Monday, June 8, 2009

Injured

Now what?

For the past few days, a forgotten hockey shoulder injury has flared up; for all intents and purposes, you can still carry out your life at 100%, but there is some pain involved.

But the question is… do you keep training for the marathon? Because you have no doubt in your mind that the running contributed to this.

If you were a professional athlete, this would be a no-brainer. You’d simply suck it up, play through the pain, and carry around your battle scars with the pride of knowing you sacrificed for the greater good. Andre Agassi did this during his last US Open by famously taking cortisone shots after each match, as did Curt Schilling with his bloody sock, as did millions of other athletes who you’ll never meet or hear about.
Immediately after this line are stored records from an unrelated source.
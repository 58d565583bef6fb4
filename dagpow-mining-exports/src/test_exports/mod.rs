// Copyright (c) 2022 MASSA LABS <info@massa.net>

//! Recording collaborators for producer tests.

use std::sync::{
    atomic::{AtomicU64, Ordering},
    Arc,
};

use crossbeam::channel::{unbounded, Receiver, Sender};
use dagpow_hash::hash::Hash;
use dagpow_models::{config::MINER_ADDRESS_SIZE, test_exports::make_block, RawBlock, Task};
use dagpow_time::DagTime;
use parking_lot::Mutex;

use crate::{AwardManager, BlockTemplateProvider, MinerNotifier, MiningResult};

/// Address returned by [`TestTemplateProvider`].
pub const TEST_MINER_ADDRESS: [u8; MINER_ADDRESS_SIZE] = [0xab; MINER_ADDRESS_SIZE];

/// Template provider returning a distinct root block per call.
#[derive(Clone, Default)]
pub struct TestTemplateProvider {
    created: Arc<AtomicU64>,
    templates: Arc<Mutex<Vec<RawBlock>>>,
}

impl TestTemplateProvider {
    /// fresh provider
    pub fn new() -> Self {
        Self::default()
    }

    /// Number of templates built so far.
    pub fn created(&self) -> u64 {
        self.created.load(Ordering::SeqCst)
    }

    /// Last template handed out.
    pub fn last_template(&self) -> Option<RawBlock> {
        self.templates.lock().last().cloned()
    }
}

impl BlockTemplateProvider for TestTemplateProvider {
    fn create_block(&self, send_time: DagTime) -> MiningResult<RawBlock> {
        let salt = self.created.fetch_add(1, Ordering::SeqCst);
        let raw = make_block(send_time, None, salt).into_raw();
        self.templates.lock().push(raw.clone());
        Ok(raw)
    }

    fn miner_address(&self) -> [u8; MINER_ADDRESS_SIZE] {
        TEST_MINER_ADDRESS
    }

    fn clone_box(&self) -> Box<dyn BlockTemplateProvider> {
        Box::new(self.clone())
    }
}

/// Notifier forwarding every task to a channel.
#[derive(Clone)]
pub struct RecordingNotifier {
    tasks: Sender<Task>,
}

impl RecordingNotifier {
    /// notifier and the receiving end of its tasks
    pub fn new() -> (Self, Receiver<Task>) {
        let (tasks, receiver) = unbounded();
        (RecordingNotifier { tasks }, receiver)
    }
}

impl MinerNotifier for RecordingNotifier {
    fn send_task(&self, task: &Task) {
        let _ = self.tasks.send(task.clone());
    }

    fn clone_box(&self) -> Box<dyn MinerNotifier> {
        Box::new(self.clone())
    }
}

/// One recorded award.
#[derive(Debug, Clone, PartialEq, Eq)]
pub struct AwardRecord {
    /// sealed nonce, miner byte order
    pub nonce: [u8; 32],
    /// midstate of the task
    pub midstate: [u8; 32],
    /// sealed block hash
    pub block_hash: Hash,
    /// block timestamp
    pub timestamp: DagTime,
}

/// Award manager keeping every call.
#[derive(Clone, Default)]
pub struct RecordingAwards(Arc<Mutex<Vec<AwardRecord>>>);

impl RecordingAwards {
    /// nothing recorded
    pub fn new() -> Self {
        Self::default()
    }

    /// recorded awards, oldest first
    pub fn records(&self) -> Vec<AwardRecord> {
        self.0.lock().clone()
    }
}

impl AwardManager for RecordingAwards {
    fn add_award_block(
        &self,
        nonce: [u8; 32],
        midstate: [u8; 32],
        block_hash: Hash,
        timestamp: DagTime,
    ) {
        self.0.lock().push(AwardRecord {
            nonce,
            midstate,
            block_hash,
            timestamp,
        });
    }

    fn clone_box(&self) -> Box<dyn AwardManager> {
        Box::new(self.clone())
    }
}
But for you… you are not sure. You are not a professional athlete, and the only reason this injury is remembered is that you decided to train for a marathon. When you started, you remembered a few old battle scars, went out of your way to address them, and they have not given you any problems yet.
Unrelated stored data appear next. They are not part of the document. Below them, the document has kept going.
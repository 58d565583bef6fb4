// Copyright (c) 2022 MASSA LABS <info@massa.net>

/// Hash size
pub const HASH_SIZE_BYTES: usize = 32;

/// Size of one SHA-256 compression block
pub const SHA256_BLOCK_BYTES: usize = 64;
So the question is… if you took similar care with your shoulder, would there be a long-term health risk? And if there is long-term health risk, is this run even worth doing? Because in general, playing sports is not very important to you.
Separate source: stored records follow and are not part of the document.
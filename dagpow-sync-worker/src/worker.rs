// Copyright (c) 2022 MASSA LABS <info@massa.net>

use std::{sync::Arc, time::Instant};

use crossbeam::channel::{at, select};
use dagpow_channel::{receiver::DagReceiver, DagChannel};
use dagpow_models::SyncStatus;
use dagpow_sync_exports::{SyncChannels, SyncConfig, SyncController, SyncEvent, SyncManager};
use tracing::debug;

use crate::{
    context::SyncContext,
    controller::{SyncControllerImpl, SyncManagerImpl},
};

/// Commands accepted by the sync thread
pub(crate) enum SyncCommand {
    Stop,
}

/// Structure gathering all elements needed by the sync thread
struct SyncThread {
    ctx: Arc<SyncContext>,
    command_receiver: DagReceiver<SyncCommand>,
}

impl SyncThread {
    /// Thread loop.
    ///
    /// Ticks once after `sync_start_delay`, then every `sync_interval`,
    /// until a `Stop` command arrives or the manager is dropped.
    fn run(self) {
        let mut next_tick = Instant::now() + self.ctx.cfg.sync_start_delay;
        loop {
            select! {
                recv(self.command_receiver) -> msg => {
                    self.command_receiver.update_metrics();
                    match msg {
                        Ok(SyncCommand::Stop) | Err(_) => break,
                    }
                }
                recv(at(next_tick)) -> _ => {
                    self.ctx.on_sync_tick();
                    next_tick = Instant::now() + self.ctx.cfg.sync_interval;
                }
            }
        }
        debug!("sync thread exiting");
    }
}

/// Launches a sync worker thread and returns the handles to interact with it.
///
/// # Arguments
/// * `cfg`: sync configuration
/// * `channels`: chain, storage and peers
/// * `status`: process-wide sync flag, also read by the block producer
///
/// # Returns
/// `(sync_manager, sync_controller, sync_events)` where the event receiver
/// yields `SyncEvent::SyncDone` once the node caught up.
pub fn start_sync_worker(
    cfg: SyncConfig,
    channels: SyncChannels,
    status: Arc<SyncStatus>,
) -> (
    Box<dyn SyncManager>,
    Box<dyn SyncController>,
    DagReceiver<SyncEvent>,
) {
    let (event_sender, event_receiver) =
        DagChannel::new("sync_events".to_string(), Some(cfg.event_channel_size));
    let (command_sender, command_receiver) = DagChannel::new("sync_worker_command".to_string(), None);
    let stop_timeout = cfg.stop_timeout;
    let ctx = Arc::new(SyncContext::new(cfg, channels, status, event_sender));

    let thread_ctx = ctx.clone();
    let thread_handle = std::thread::Builder::new()
        .name("sync-worker".into())
        .spawn(move || {
            SyncThread {
                ctx: thread_ctx,
                command_receiver,
            }
            .run()
        })
        .expect("could not spawn sync worker thread");

    let manager = SyncManagerImpl {
        thread_handle: Some(thread_handle),
        command_sender,
        stop_timeout,
    };
    let controller = SyncControllerImpl { ctx };
    (Box::new(manager), Box::new(controller), event_receiver)
}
The other side, of course, is the experience of it. Running has taught you stuff. You’ve learned that the hardest part of training is actually getting off your butt and spending the time; that lesson has translated directly into your studies, where you are now halfway done with Chapter 6 (of 13) of your high school chemistry. Giving maximum effort is part of it, but not as big a part as actually putting in the time.

This is a pretty important lesson to internalize; you’ve learned it in only a couple months of training. If you can internalize something similar in the next four months, that will be worth something, shoulder pain or no shoulder pain.

In the meantime…

A number of people have contacted you regarding business school information; your blog is generally a personal blog in an Australian business school setting, which may not be that helpful. So, now the tags are reworked, and each post is sortable from the links on the left into two categories, B-school and personal. You hope that will help address the blog’s changing demographic.